2019-08-13 11:45:161 Oct 2018 01:53 AM EST
Everyone is looking to throw blame around for Jeffrey Epstein's prison suicide, and some of them are even throwing out conspiracy theories. Attorney General William Barr has a good start on who he's going to blame, and that's prison officials, believing the death was their "failure." He's also vowing to prosecute co-conspirators of Epstein's crimes.
Epstein did a short stint in prison a decade ago for his sex crimes with minors and was hit with additional charges in July for the same incidents, accused of running a sex-trafficking ring that involved girls as young as 14.

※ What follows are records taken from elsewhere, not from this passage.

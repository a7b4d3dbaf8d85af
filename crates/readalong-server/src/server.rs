use axum::extract::State;
use axum::response::IntoResponse;
use axum::routing::{get, post};
use axum::{Json, Router};
use tower_http::cors::CorsLayer;
use tower_http::trace::TraceLayer;

use readalong_auth::TokenService;
use readalong_store::Database;

use crate::handlers::{auth, sessions, stories};

/// Server configuration.
#[derive(Clone, Debug)]
pub struct ServerConfig {
    pub host: String,
    /// Port to bind; 0 asks the OS for a free one.
    pub port: u16,
}

impl Default for ServerConfig {
    fn default() -> Self {
        Self {
            host: "0.0.0.0".into(),
            port: 5000,
        }
    }
}

/// Shared application state passed to Axum handlers.
/// Each request-scoped handler receives a clone via `State`.
#[derive(Clone)]
pub struct AppState {
    pub db: Database,
    pub tokens: TokenService,
}

/// Build the Axum router with all routes.
pub fn build_router(state: AppState) -> Router {
    Router::new()
        .route("/api/health", get(health_handler))
        .route("/api/auth/register", post(auth::register))
        .route("/api/auth/login", post(auth::login))
        .route("/api/stories", get(stories::list).post(stories::create))
        .route(
            "/api/stories/{id}",
            get(stories::get).put(stories::update).delete(stories::remove),
        )
        .route("/api/sessions/analyze", post(sessions::analyze))
        .route("/api/sessions", get(sessions::list))
        .route("/api/sessions/stats", get(sessions::stats))
        .route("/api/sessions/{id}", get(sessions::detail))
        .with_state(state)
        .layer(CorsLayer::permissive())
        .layer(TraceLayer::new_for_http())
}

/// Create and start the server. Returns a handle that keeps it alive.
pub async fn start(
    config: ServerConfig,
    db: Database,
    tokens: TokenService,
) -> Result<ServerHandle, std::io::Error> {
    let state = AppState { db, tokens };
    let router = build_router(state);

    let addr = format!("{}:{}", config.host, config.port);
    let listener = tokio::net::TcpListener::bind(&addr).await?;
    let local_addr = listener.local_addr()?;

    tracing::info!(port = local_addr.port(), "readalong server started");

    let server_handle = tokio::spawn(async move {
        axum::serve(listener, router).await.ok();
    });

    Ok(ServerHandle {
        port: local_addr.port(),
        _server: server_handle,
    })
}

/// Handle returned by `start()` — dropping it does not stop the server,
/// but it exposes the bound port for callers that asked for port 0.
pub struct ServerHandle {
    pub port: u16,
    _server: tokio::task::JoinHandle<()>,
}

/// Liveness probe; requires no authentication.
async fn health_handler(State(state): State<AppState>) -> impl IntoResponse {
    // A cheap query proves the database handle is usable.
    let db_ok = state
        .db
        .with_conn(|conn| {
            conn.query_row("SELECT 1", [], |_| Ok(()))
                .map_err(readalong_store::StoreError::from)
        })
        .is_ok();

    let status = if db_ok { "ok" } else { "degraded" };
    let code = if db_ok {
        axum::http::StatusCode::OK
    } else {
        axum::http::StatusCode::SERVICE_UNAVAILABLE
    };

    (code, Json(serde_json::json!({ "status": status })))
}

#[cfg(test)]
mod tests {
    use super::*;
    use readalong_core::Role;

    async fn spawn() -> (reqwest::Client, String, ServerHandle) {
        let db = Database::in_memory().unwrap();
        let tokens = TokenService::new("test-secret");
        let config = ServerConfig {
            host: "127.0.0.1".into(),
            port: 0,
        };
        let handle = start(config, db, tokens).await.unwrap();
        let base = format!("http://127.0.0.1:{}", handle.port);
        (reqwest::Client::new(), base, handle)
    }

    async fn register(
        client: &reqwest::Client,
        base: &str,
        email: &str,
        role: Role,
    ) -> String {
        let resp = client
            .post(format!("{base}/api/auth/register"))
            .json(&serde_json::json!({
                "name": "Test User",
                "email": email,
                "password": "password123",
                "role": role,
            }))
            .send()
            .await
            .unwrap();
        assert_eq!(resp.status(), 201);
        let body: serde_json::Value = resp.json().await.unwrap();
        body["token"].as_str().unwrap().to_string()
    }

    async fn create_story(
        client: &reqwest::Client,
        base: &str,
        admin_token: &str,
        title: &str,
        text: &str,
    ) -> i64 {
        let resp = client
            .post(format!("{base}/api/stories"))
            .bearer_auth(admin_token)
            .json(&serde_json::json!({ "title": title, "text": text }))
            .send()
            .await
            .unwrap();
        assert_eq!(resp.status(), 201);
        let body: serde_json::Value = resp.json().await.unwrap();
        body["id"].as_i64().unwrap()
    }

    #[tokio::test]
    async fn server_starts_and_serves_health() {
        let (client, base, _handle) = spawn().await;
        let resp = client
            .get(format!("{base}/api/health"))
            .send()
            .await
            .unwrap();
        assert_eq!(resp.status(), 200);
        let body: serde_json::Value = resp.json().await.unwrap();
        assert_eq!(body["status"], "ok");
    }

    #[tokio::test]
    async fn register_then_login() {
        let (client, base, _handle) = spawn().await;
        let _ = register(&client, &base, "student@example.com", Role::Student).await;

        let resp = client
            .post(format!("{base}/api/auth/login"))
            .json(&serde_json::json!({
                "email": "student@example.com",
                "password": "password123",
            }))
            .send()
            .await
            .unwrap();
        assert_eq!(resp.status(), 200);
        let body: serde_json::Value = resp.json().await.unwrap();
        assert!(body["token"].as_str().is_some());
        assert_eq!(body["user"]["email"], "student@example.com");
        assert_eq!(body["user"]["role"], "student");
    }

    #[tokio::test]
    async fn duplicate_registration_conflicts() {
        let (client, base, _handle) = spawn().await;
        let _ = register(&client, &base, "dup@example.com", Role::Student).await;

        let resp = client
            .post(format!("{base}/api/auth/register"))
            .json(&serde_json::json!({
                "name": "Again",
                "email": "dup@example.com",
                "password": "other",
            }))
            .send()
            .await
            .unwrap();
        assert_eq!(resp.status(), 409);
    }

    #[tokio::test]
    async fn wrong_password_is_unauthorized() {
        let (client, base, _handle) = spawn().await;
        let _ = register(&client, &base, "student@example.com", Role::Student).await;

        let resp = client
            .post(format!("{base}/api/auth/login"))
            .json(&serde_json::json!({
                "email": "student@example.com",
                "password": "wrong",
            }))
            .send()
            .await
            .unwrap();
        assert_eq!(resp.status(), 401);
    }

    #[tokio::test]
    async fn protected_routes_require_token() {
        let (client, base, _handle) = spawn().await;
        let resp = client
            .get(format!("{base}/api/stories"))
            .send()
            .await
            .unwrap();
        assert_eq!(resp.status(), 401);

        let resp = client
            .get(format!("{base}/api/sessions"))
            .bearer_auth("not-a-real-token")
            .send()
            .await
            .unwrap();
        assert_eq!(resp.status(), 401);
    }

    #[tokio::test]
    async fn students_cannot_manage_stories() {
        let (client, base, _handle) = spawn().await;
        let token = register(&client, &base, "student@example.com", Role::Student).await;

        let resp = client
            .post(format!("{base}/api/stories"))
            .bearer_auth(&token)
            .json(&serde_json::json!({ "title": "T", "text": "t" }))
            .send()
            .await
            .unwrap();
        assert_eq!(resp.status(), 403);
    }

    #[tokio::test]
    async fn story_crud_roundtrip() {
        let (client, base, _handle) = spawn().await;
        let admin = register(&client, &base, "admin@example.com", Role::Admin).await;

        let id = create_story(&client, &base, &admin, "The Fox", "the quick brown fox").await;

        let resp = client
            .get(format!("{base}/api/stories/{id}"))
            .bearer_auth(&admin)
            .send()
            .await
            .unwrap();
        assert_eq!(resp.status(), 200);
        let body: serde_json::Value = resp.json().await.unwrap();
        assert_eq!(body["title"], "The Fox");
        assert_eq!(body["text"], "the quick brown fox");
        assert_eq!(body["difficulty"], "beginner");

        let resp = client
            .put(format!("{base}/api/stories/{id}"))
            .bearer_auth(&admin)
            .json(&serde_json::json!({
                "title": "The Fox, Revised",
                "text": "the quick brown fox jumps",
                "difficulty": "intermediate",
            }))
            .send()
            .await
            .unwrap();
        assert_eq!(resp.status(), 204);

        let resp = client
            .get(format!("{base}/api/stories"))
            .bearer_auth(&admin)
            .send()
            .await
            .unwrap();
        let list: serde_json::Value = resp.json().await.unwrap();
        assert_eq!(list.as_array().unwrap().len(), 1);
        assert_eq!(list[0]["title"], "The Fox, Revised");
        // Summaries do not carry the full text.
        assert!(list[0].get("text").is_none());

        let resp = client
            .delete(format!("{base}/api/stories/{id}"))
            .bearer_auth(&admin)
            .send()
            .await
            .unwrap();
        assert_eq!(resp.status(), 204);

        let resp = client
            .get(format!("{base}/api/stories/{id}"))
            .bearer_auth(&admin)
            .send()
            .await
            .unwrap();
        assert_eq!(resp.status(), 404);
    }

    #[tokio::test]
    async fn analyze_scores_and_persists() {
        let (client, base, _handle) = spawn().await;
        let admin = register(&client, &base, "admin@example.com", Role::Admin).await;
        let student = register(&client, &base, "student@example.com", Role::Student).await;
        let story_id = create_story(&client, &base, &admin, "Cat", "The cat sat.").await;

        let resp = client
            .post(format!("{base}/api/sessions/analyze"))
            .bearer_auth(&student)
            .json(&serde_json::json!({
                "story_id": story_id,
                "spoken_text": "the car sat",
            }))
            .send()
            .await
            .unwrap();
        assert_eq!(resp.status(), 200);
        let body: serde_json::Value = resp.json().await.unwrap();
        assert_eq!(body["accuracy"], 66.67);
        assert_eq!(body["correct_words"], 2);
        assert_eq!(body["total_words"], 3);
        assert_eq!(body["mistakes"], 1);
        assert_eq!(body["mistakes_details"][0]["expected"], "cat");
        assert_eq!(body["mistakes_details"][0]["spoken"], "car");
        let session_id = body["session_id"].as_i64().unwrap();

        // History lists the session with its story title.
        let resp = client
            .get(format!("{base}/api/sessions"))
            .bearer_auth(&student)
            .send()
            .await
            .unwrap();
        let sessions: serde_json::Value = resp.json().await.unwrap();
        assert_eq!(sessions.as_array().unwrap().len(), 1);
        assert_eq!(sessions[0]["story_title"], "Cat");

        // Detail includes the ordered mismatch log and the story text.
        let resp = client
            .get(format!("{base}/api/sessions/{session_id}"))
            .bearer_auth(&student)
            .send()
            .await
            .unwrap();
        assert_eq!(resp.status(), 200);
        let detail: serde_json::Value = resp.json().await.unwrap();
        assert_eq!(detail["story_text"], "The cat sat.");
        assert_eq!(detail["mistakes_detail"][0]["expected_word"], "cat");
        assert_eq!(detail["mistakes_detail"][0]["position"], 1);

        // Stats aggregate the single session.
        let resp = client
            .get(format!("{base}/api/sessions/stats"))
            .bearer_auth(&student)
            .send()
            .await
            .unwrap();
        let stats: serde_json::Value = resp.json().await.unwrap();
        assert_eq!(stats["total_sessions"], 1);
        assert_eq!(stats["average_accuracy"], 66.67);
    }

    #[tokio::test]
    async fn analyze_unknown_story_is_404_and_persists_nothing() {
        let (client, base, _handle) = spawn().await;
        let student = register(&client, &base, "student@example.com", Role::Student).await;

        let resp = client
            .post(format!("{base}/api/sessions/analyze"))
            .bearer_auth(&student)
            .json(&serde_json::json!({
                "story_id": 999,
                "spoken_text": "anything",
            }))
            .send()
            .await
            .unwrap();
        assert_eq!(resp.status(), 404);

        let resp = client
            .get(format!("{base}/api/sessions"))
            .bearer_auth(&student)
            .send()
            .await
            .unwrap();
        let sessions: serde_json::Value = resp.json().await.unwrap();
        assert!(sessions.as_array().unwrap().is_empty());
    }

    #[tokio::test]
    async fn empty_transcript_scores_zero() {
        let (client, base, _handle) = spawn().await;
        let admin = register(&client, &base, "admin@example.com", Role::Admin).await;
        let story_id = create_story(&client, &base, &admin, "Hello", "hello world").await;

        let resp = client
            .post(format!("{base}/api/sessions/analyze"))
            .bearer_auth(&admin)
            .json(&serde_json::json!({
                "story_id": story_id,
                "spoken_text": "",
            }))
            .send()
            .await
            .unwrap();
        let body: serde_json::Value = resp.json().await.unwrap();
        assert_eq!(body["accuracy"], 0.0);
        assert_eq!(body["mistakes"], 2);
        assert_eq!(body["mistakes_details"][0]["spoken"], "");
    }

    #[tokio::test]
    async fn sessions_are_scoped_to_their_owner() {
        let (client, base, _handle) = spawn().await;
        let admin = register(&client, &base, "admin@example.com", Role::Admin).await;
        let reader = register(&client, &base, "reader@example.com", Role::Student).await;
        let other = register(&client, &base, "other@example.com", Role::Student).await;
        let story_id = create_story(&client, &base, &admin, "S", "one two three").await;

        let resp = client
            .post(format!("{base}/api/sessions/analyze"))
            .bearer_auth(&reader)
            .json(&serde_json::json!({ "story_id": story_id, "spoken_text": "one two three" }))
            .send()
            .await
            .unwrap();
        let session_id = resp.json::<serde_json::Value>().await.unwrap()["session_id"]
            .as_i64()
            .unwrap();

        let resp = client
            .get(format!("{base}/api/sessions/{session_id}"))
            .bearer_auth(&other)
            .send()
            .await
            .unwrap();
        assert_eq!(resp.status(), 404);
    }
}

After the 66-year-old was picked up on these additional charges, he was sent to the Metropolitan Correctional Center in Manhattan to await trial, despite requesting home monitoring.
Last month he was found with marks on his neck with the belief he was either trying to commit suicide or fake an attempt or attack. He was taken off suicide watch, was not checked on for several hours, and was then found hanging in his cell.

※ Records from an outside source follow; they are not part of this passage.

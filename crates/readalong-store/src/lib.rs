pub mod database;
pub mod error;
pub mod row_helpers;
pub mod schema;
pub mod sessions;
pub mod stories;
pub mod users;

pub use database::Database;
pub use error::StoreError;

The Justice Department's inspector general, the FBI, and the New York City medical examiner have all been investigating why policy wasn't followed, allowing Epstein to take his own life and cheat his accusers out of the chance to face him in court.
Speaking to law enforcement officials in News Orleans on Monday, along with calling the incident a "failure" of federal prison officials, Barr also pointed to "irregularities" in Epstein's case.
Additionally, the attorney made clear that the investigation into Epstein's crimes will continue, even if he cannot be prosecuted.
"Let me assure you that this case will continue on against anyone who was explicitly with Epstein," said Barr. "Any co-conspirators should not rest easy. The victims deserve justice, and they will get it."
ABC News showed video on Monday of personnel from the FBI and Customs and Border Protection on a dock of a private island that is owned by Epstein.
Barr said he "was appalled ... and, frankly, angry" upon finding out about the correctional center's "failure to adequately secure" the billionaire.
"We are now learning of serious irregularities at this facility that are deeply concerning and demand a thorough investigation," he added, vowing to "get to the bottom of what happened," and promising, "There will be accountability."
A bipartisan group of House Judiciary Committee leaders is looking for answers as well. They sent a letter to acting director of the Bureau of Prisons, Hugh Hurwitz, asking about Epstein's time in detention and stating his death "demonstrates severe miscarriages of our deficiencies in inmate protocol and has allowed the deceased to ultimately evade facing justice."
What has come under scrutiny is why Epstein was not checked on every 30 minutes, as he should have been in the special housing unit where he was held. Additionally, he should have had a cellmate, but the man assigned to share his cell with him on Friday was transferred for unknown reasons, leaving him alone and unmonitored.
Adding to this, the president of American Federation of Government Employees Local 3148 said Manhattan's Metropolitan Correctional Center is operating with less than 70 percent of needed correctional officers, causing current staff to work mandatory overtime. One of the officers assigned to Epstein's unit didn't even normally work as a correctional officer.